Fraud is just one part of the complexities involved with ambulance billing. There are multiple complications and challenges involved with it which one needs to understand thoroughly. Especially when cost and time are to be saved. The processes like changing healthcare reforms, the ever-updating ambulance rules & regulations from CMS, and the compliances that all healthcare providers need to follow, even ambulance services.

A good number of complexities related to ambulance billing services have caused regular errors which result in claim denials by insurance carriers. To avoid and reduce such claims denied or processed, everyone related to emergency medical care and transportation needs to have a better understanding of the below mentioned factors in order to improve the overall performance of the practice and ambulance services. This article is handy for you if you are coming across the most commonly overlooked aspects of ambulance billing.

  • Unlike regular medical billing services, ambulance billing is not seen on a definitive diagnosis. Here, the patient is diagnosed quickly and treated immediately when first “met” with.

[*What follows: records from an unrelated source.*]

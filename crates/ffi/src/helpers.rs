use crate::error::{with_last_error_mut, DefaultSnowGridError, SnowGridError, SnowGridErrorCode};
use std::ffi::CString;

/// Set the thread-local error message and code.
pub(crate) fn set_last_error(error: &impl SnowGridError) {
    with_last_error_mut(|(cstring, code)| {
        *cstring = CString::new(error.msg()).ok();
        *code = error.code();
    });
}

/// Record an error in thread-local storage and return its code.
#[inline]
pub(crate) fn track_error(error: &impl SnowGridError) -> SnowGridErrorCode {
    set_last_error(error);
    error.code()
}

/// Clear the thread-local error message and code.
pub(crate) fn clear_last_error() {
    with_last_error_mut(|(cstring, code)| {
        *cstring = None;
        *code = SnowGridErrorCode::Ok;
    });
}

/// Run an FFI body, translating its result into a return code and keeping
/// the thread-local error state in step with it.
pub(crate) fn handle_ffi_result_error<F>(f: F) -> SnowGridErrorCode
where
    F: FnOnce() -> Result<(), DefaultSnowGridError>,
{
    match f() {
        Ok(()) => {
            clear_last_error();
            SnowGridErrorCode::Ok
        }
        Err(error) => track_error(&error),
    }
}

/// Borrow `*ptr`, failing on null.
///
/// # Safety
/// A non-null `ptr` must point to a valid `T` that outlives `'a`.
pub(crate) unsafe fn ref_from_ptr<'a, T>(
    ptr: *const T,
    name: &str,
) -> Result<&'a T, DefaultSnowGridError> {
    unsafe { ptr.as_ref() }.ok_or_else(|| DefaultSnowGridError::null_pointer(name))
}

/// Mutably borrow `*ptr`, failing on null.
///
/// # Safety
/// A non-null `ptr` must point to a valid `T` that outlives `'a` and is not
/// aliased for that lifetime.
pub(crate) unsafe fn mut_from_ptr<'a, T>(
    ptr: *mut T,
    name: &str,
) -> Result<&'a mut T, DefaultSnowGridError> {
    unsafe { ptr.as_mut() }.ok_or_else(|| DefaultSnowGridError::null_pointer(name))
}

/// View `len` elements starting at `ptr`, failing on null.
///
/// # Safety
/// A non-null `ptr` must point to `len` initialised `T`s that outlive `'a`.
pub(crate) unsafe fn slice_from_ptr<'a, T>(
    ptr: *const T,
    len: usize,
    name: &str,
) -> Result<&'a [T], DefaultSnowGridError> {
    if ptr.is_null() {
        return Err(DefaultSnowGridError::null_pointer(name));
    }
    Ok(unsafe { std::slice::from_raw_parts(ptr, len) })
}

/// Mutable view of `len` elements starting at `ptr`, failing on null.
///
/// # Safety
/// A non-null `ptr` must point to `len` initialised `T`s that outlive `'a`
/// and are not aliased for that lifetime.
pub(crate) unsafe fn slice_from_mut_ptr<'a, T>(
    ptr: *mut T,
    len: usize,
    name: &str,
) -> Result<&'a mut [T], DefaultSnowGridError> {
    if ptr.is_null() {
        return Err(DefaultSnowGridError::null_pointer(name));
    }
    Ok(unsafe { std::slice::from_raw_parts_mut(ptr, len) })
}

  • Medical billing and coding are handled based on the patient care report filed by the ambulance crew together with the additional inputs from the “run sheets” as filled in when the patient is picked up. Appropriate documentation in the Patient Care Report (PCR) is of the highest importance, particularly for compliance and thereby proper claims. This report has to include all detailed information of the patient’s condition which reflect the injury or condition on the patient’s anatomy, and also terminology is required to be applied, besides Mileage documentation, Level of service in terms of Basic Life Support (BLS) or Advanced Life Support (ALS) service offered which can make a difference to creating a proven Revenue Cycle Management (RCM) process. For example, if an emergency call is received for an ALS dispatch, and ALS assessment was conducted, but no ALS intervention was mentioned, yet the ambulance billing was done based on the ALS call, this can be termed as wrongly billed! But based on Medicare guidelines this would be right. Knowledge of the CMS Medicare Benefit Policy Manual should be thoroughly studied by the ambulance billing billers and coders.

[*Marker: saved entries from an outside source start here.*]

//! Snowpack state of one grid column
//!
//! The host owns an array of these across many steps. A grid pass updates
//! the active entries in place and never touches the inactive ones.

use crate::error::LayerError;
use serde::{Deserialize, Serialize};

/// Relative tolerance when comparing a stored total with its layer sum
pub const LAYER_SUM_TOLERANCE: f64 = 1e-9;

/// Whether a column takes part in the current pass
///
/// Set by the host before each step; the driver only reads it.
#[derive(Debug, Clone, Copy, PartialEq, Eq, Default, Hash, Serialize, Deserialize)]
#[serde(rename_all = "lowercase")]
pub enum ColumnMask {
    #[default]
    Active,
    Inactive,
}

impl ColumnMask {
    #[inline]
    pub const fn is_active(self) -> bool {
        matches!(self, ColumnMask::Active)
    }

    #[inline]
    pub const fn from_flag(active: bool) -> Self {
        if active {
            ColumnMask::Active
        } else {
            ColumnMask::Inactive
        }
    }
}

/// Two-layer snowpack column
///
/// Depths in m, density in kg/m³, temperatures in K, masses in kg/m²,
/// cold contents in J/m², times in s. The surface layer carries the `_0`
/// suffix and the lower layer the `_l` suffix; unsuffixed fields are the
/// whole-column totals.
#[derive(Debug, Clone, Copy, PartialEq, Default, Serialize, Deserialize)]
pub struct ColumnState {
    pub mask: ColumnMask,

    /// Site elevation (m); fixed for the lifetime of the column
    pub elevation: f64,
    /// Surface roughness length (m)
    pub z_0: f64,

    pub z_s_0: f64,
    pub z_s_l: f64,
    pub z_s: f64,

    /// Bulk snow density
    pub rho: f64,

    pub t_s_0: f64,
    pub t_s_l: f64,
    /// Average snowcover temperature
    pub t_s: f64,

    /// Liquid water saturation as a fraction of `h2o_max`
    pub h2o_sat: f64,
    /// Liquid water content (kg/m²)
    pub h2o: f64,
    /// Liquid water holding capacity (kg/m²)
    pub h2o_max: f64,

    /// Number of snow layers present (0, 1 or 2)
    pub layer_count: u32,

    pub cc_s_0: f64,
    pub cc_s_l: f64,
    pub cc_s: f64,

    pub m_s_0: f64,
    pub m_s_l: f64,
    pub m_s: f64,

    /// Simulation time at the start of the next data interval
    pub current_time: f64,
    /// Time accumulated since the kernel last wrote output
    pub time_since_out: f64,
}

impl ColumnState {
    /// Snow-free active column at the given site
    pub fn new(elevation: f64, z_0: f64) -> Self {
        Self {
            elevation,
            z_0,
            ..Default::default()
        }
    }

    #[inline]
    pub fn is_active(&self) -> bool {
        self.mask.is_active()
    }

    /// Set the bulk snow properties a host reads from its initial conditions.
    ///
    /// Layer depths, masses and cold contents are left untouched; run
    /// [`initialize_layers`](crate::physics::initialize_layers) before the
    /// column's first active step.
    pub fn with_bulk_snow(
        mut self,
        z_s: f64,
        rho: f64,
        t_s_0: f64,
        t_s_l: f64,
        t_s: f64,
        h2o_sat: f64,
    ) -> Self {
        self.z_s = z_s;
        self.rho = rho;
        self.t_s_0 = t_s_0;
        self.t_s_l = t_s_l;
        self.t_s = t_s;
        self.h2o_sat = h2o_sat;
        self
    }

    /// Overwrite the depth, mass and cold content totals with their layer sums.
    pub fn recompute_totals(&mut self) {
        self.z_s = self.z_s_0 + self.z_s_l;
        self.m_s = self.m_s_0 + self.m_s_l;
        self.cc_s = self.cc_s_0 + self.cc_s_l;
    }

    /// Check that the layer decomposition is usable by a kernel.
    ///
    /// # Errors
    ///
    /// Returns [`LayerError`] when the layer count is out of range, a depth or
    /// mass is negative or non-finite, a cold content is non-finite or
    /// positive, a total disagrees with its layer sum, the layer count
    /// disagrees with the layer depths, or a present layer has a temperature
    /// at or below 0 K.
    pub fn check_layers(&self) -> Result<(), LayerError> {
        if self.layer_count > 2 {
            return Err(LayerError::InvalidLayerCount(self.layer_count));
        }

        for (field, value) in [
            ("z_s_0", self.z_s_0),
            ("z_s_l", self.z_s_l),
            ("z_s", self.z_s),
            ("m_s_0", self.m_s_0),
            ("m_s_l", self.m_s_l),
            ("m_s", self.m_s),
            ("rho", self.rho),
        ] {
            if !value.is_finite() || value < 0.0 {
                return Err(LayerError::InvalidQuantity { field, value });
            }
        }

        for (field, value) in [
            ("cc_s_0", self.cc_s_0),
            ("cc_s_l", self.cc_s_l),
            ("cc_s", self.cc_s),
        ] {
            if !value.is_finite() {
                return Err(LayerError::NonFinite { field, value });
            }
            if value > 0.0 {
                return Err(LayerError::PositiveColdContent { field, value });
            }
        }

        for (total, total_value, layer_sum) in [
            ("z_s", self.z_s, self.z_s_0 + self.z_s_l),
            ("m_s", self.m_s, self.m_s_0 + self.m_s_l),
            ("cc_s", self.cc_s, self.cc_s_0 + self.cc_s_l),
        ] {
            let tolerance = LAYER_SUM_TOLERANCE * total_value.abs().max(1.0);
            if (total_value - layer_sum).abs() > tolerance {
                return Err(LayerError::TotalMismatch {
                    total,
                    total_value,
                    layer_sum,
                });
            }
        }

        let consistent = match self.layer_count {
            0 => self.z_s_0 == 0.0 && self.z_s_l == 0.0,
            1 => self.z_s_l == 0.0,
            _ => true,
        };
        if !consistent {
            return Err(LayerError::LayerCountMismatch {
                layer_count: self.layer_count,
                z_s_0: self.z_s_0,
                z_s_l: self.z_s_l,
            });
        }

        // (field, value, layers needed before the field is meaningful)
        for (field, value, needs) in [
            ("t_s_0", self.t_s_0, 1),
            ("t_s_l", self.t_s_l, 2),
            ("t_s", self.t_s, 1),
        ] {
            if self.layer_count >= needs && (!value.is_finite() || value <= 0.0) {
                return Err(LayerError::InvalidTemperature { field, value });
            }
        }

        Ok(())
    }

    /// Copy every kernel-owned field from `output`.
    ///
    /// Mask, elevation and `current_time` belong to the driver and are kept.
    pub(crate) fn absorb(&mut self, output: &ColumnState) {
        self.z_0 = output.z_0;
        self.z_s_0 = output.z_s_0;
        self.z_s_l = output.z_s_l;
        self.z_s = output.z_s;
        self.rho = output.rho;
        self.t_s_0 = output.t_s_0;
        self.t_s_l = output.t_s_l;
        self.t_s = output.t_s;
        self.h2o_sat = output.h2o_sat;
        self.h2o = output.h2o;
        self.h2o_max = output.h2o_max;
        self.layer_count = output.layer_count;
        self.cc_s_0 = output.cc_s_0;
        self.cc_s_l = output.cc_s_l;
        self.cc_s = output.cc_s;
        self.m_s_0 = output.m_s_0;
        self.m_s_l = output.m_s_l;
        self.m_s = output.m_s;
        self.time_since_out = output.time_since_out;
    }
}

#[cfg(test)]
mod tests {
    use super::*;

    fn two_layer() -> ColumnState {
        ColumnState {
            layer_count: 2,
            z_s_0: 0.25,
            z_s_l: 0.5,
            z_s: 0.75,
            rho: 300.0,
            m_s_0: 75.0,
            m_s_l: 150.0,
            m_s: 225.0,
            cc_s_0: -1.0e5,
            cc_s_l: -2.0e5,
            cc_s: -3.0e5,
            t_s_0: 265.0,
            t_s_l: 268.0,
            t_s: 267.0,
            ..ColumnState::new(1500.0, 0.005)
        }
    }

    #[test]
    fn test_snow_free_column_is_consistent() {
        assert!(ColumnState::new(0.0, 0.01).check_layers().is_ok());
    }

    #[test]
    fn test_two_layer_column_is_consistent() {
        assert!(two_layer().check_layers().is_ok());
    }

    #[test]
    fn test_bulk_snow_without_layers_is_rejected() {
        let column =
            ColumnState::new(2000.0, 0.01).with_bulk_snow(1.0, 250.0, 265.0, 268.0, 267.0, 0.0);
        assert!(matches!(
            column.check_layers(),
            Err(LayerError::TotalMismatch { total: "z_s", .. })
        ));
    }

    #[test]
    fn test_layer_count_must_match_depths() {
        let mut column = two_layer();
        column.layer_count = 1;
        assert!(matches!(
            column.check_layers(),
            Err(LayerError::LayerCountMismatch { layer_count: 1, .. })
        ));

        column.layer_count = 3;
        assert_eq!(column.check_layers(), Err(LayerError::InvalidLayerCount(3)));
    }

    #[test]
    fn test_negative_mass_rejected() {
        let mut column = two_layer();
        column.m_s_l = -1.0;
        column.m_s = 74.0;
        assert!(matches!(
            column.check_layers(),
            Err(LayerError::InvalidQuantity { field: "m_s_l", .. })
        ));
    }

    #[test]
    fn test_positive_cold_content_rejected() {
        let mut column = two_layer();
        column.cc_s_l = 4.5e7;
        column.recompute_totals();
        assert!(matches!(
            column.check_layers(),
            Err(LayerError::PositiveColdContent { field: "cc_s_l", .. })
        ));
    }

    #[test]
    fn test_present_layers_need_kelvin_temperatures() {
        let mut column = two_layer();
        column.t_s_l = -89.3;
        assert!(matches!(
            column.check_layers(),
            Err(LayerError::InvalidTemperature { field: "t_s_l", .. })
        ));

        column.t_s_l = 268.0;
        column.t_s = 0.0;
        assert!(matches!(
            column.check_layers(),
            Err(LayerError::InvalidTemperature { field: "t_s", .. })
        ));

        // Unused lower-layer temperature is not checked on a one-layer column
        let mut single = two_layer();
        single.layer_count = 1;
        single.z_s_l = 0.0;
        single.m_s_l = 0.0;
        single.cc_s_l = 0.0;
        single.t_s_l = f64::NAN;
        single.recompute_totals();
        assert!(single.check_layers().is_ok());
    }

    #[test]
    fn test_recompute_totals_makes_sums_exact() {
        let mut column = two_layer();
        column.z_s_0 = 0.1;
        column.z_s_l = 0.2;
        column.recompute_totals();
        assert_eq!(column.z_s, 0.1 + 0.2);
        assert_eq!(column.m_s, column.m_s_0 + column.m_s_l);
        assert_eq!(column.cc_s, column.cc_s_0 + column.cc_s_l);
    }

    #[test]
    fn test_absorb_keeps_driver_fields() {
        let mut stored = two_layer();
        stored.current_time = 7200.0;

        let mut output = two_layer();
        output.elevation = -1.0;
        output.mask = ColumnMask::Inactive;
        output.current_time = 0.0;
        output.t_s_0 = 270.0;
        output.time_since_out = 3600.0;

        stored.absorb(&output);

        assert_eq!(stored.elevation, 1500.0);
        assert_eq!(stored.mask, ColumnMask::Active);
        assert_eq!(stored.current_time, 7200.0);
        assert_eq!(stored.t_s_0, 270.0);
        assert_eq!(stored.time_since_out, 3600.0);
    }
}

  • For many ambulance services, the single largest payor is Medicare. Medicare is also the payor with the most complicated rules and the most difficult penalties for improper medical billing. Furthermore, Medicaid is handled by each State, so rules may change drastically. There are various challenges like short “timely filing” periods, retroactive eligibility, Medicaid Managed Care, that need to be known while ambulance service providers file their claims.
  • While most of the codes are related to various parts of the body, there are also modifiers for ambulance services, as there are for other healthcare providers. But, for ambulance services, the particular modifiers identify the place of origin and destination of the ambulance trip which needs to be submitted on all ambulance claims. The modifier needs to be placed near the Health Care Procedure Coding System (HCPCS) code billed. Using modifiers incorrectly leads to longer processing time and/or denial of services.
  • For correct billing, all important signatures on documentation are necessary too. Including Advance Beneficiary Notices and Physician Certification Statements, are also important for billing to be compliant and avoid denial claims.

Just like any other healthcare provider, ambulance billing and coding must be done correctly every time. If you are expecting to reimburse in a timely fashion, you need to take care of all the things mentioned in this article. Ambulance providers and companies need to have deep knowledge of all procedures, billing codes, and modifiers. This article will help you considerably, and so will take some extra time to particularly document every claim submitted to an insurance carrier.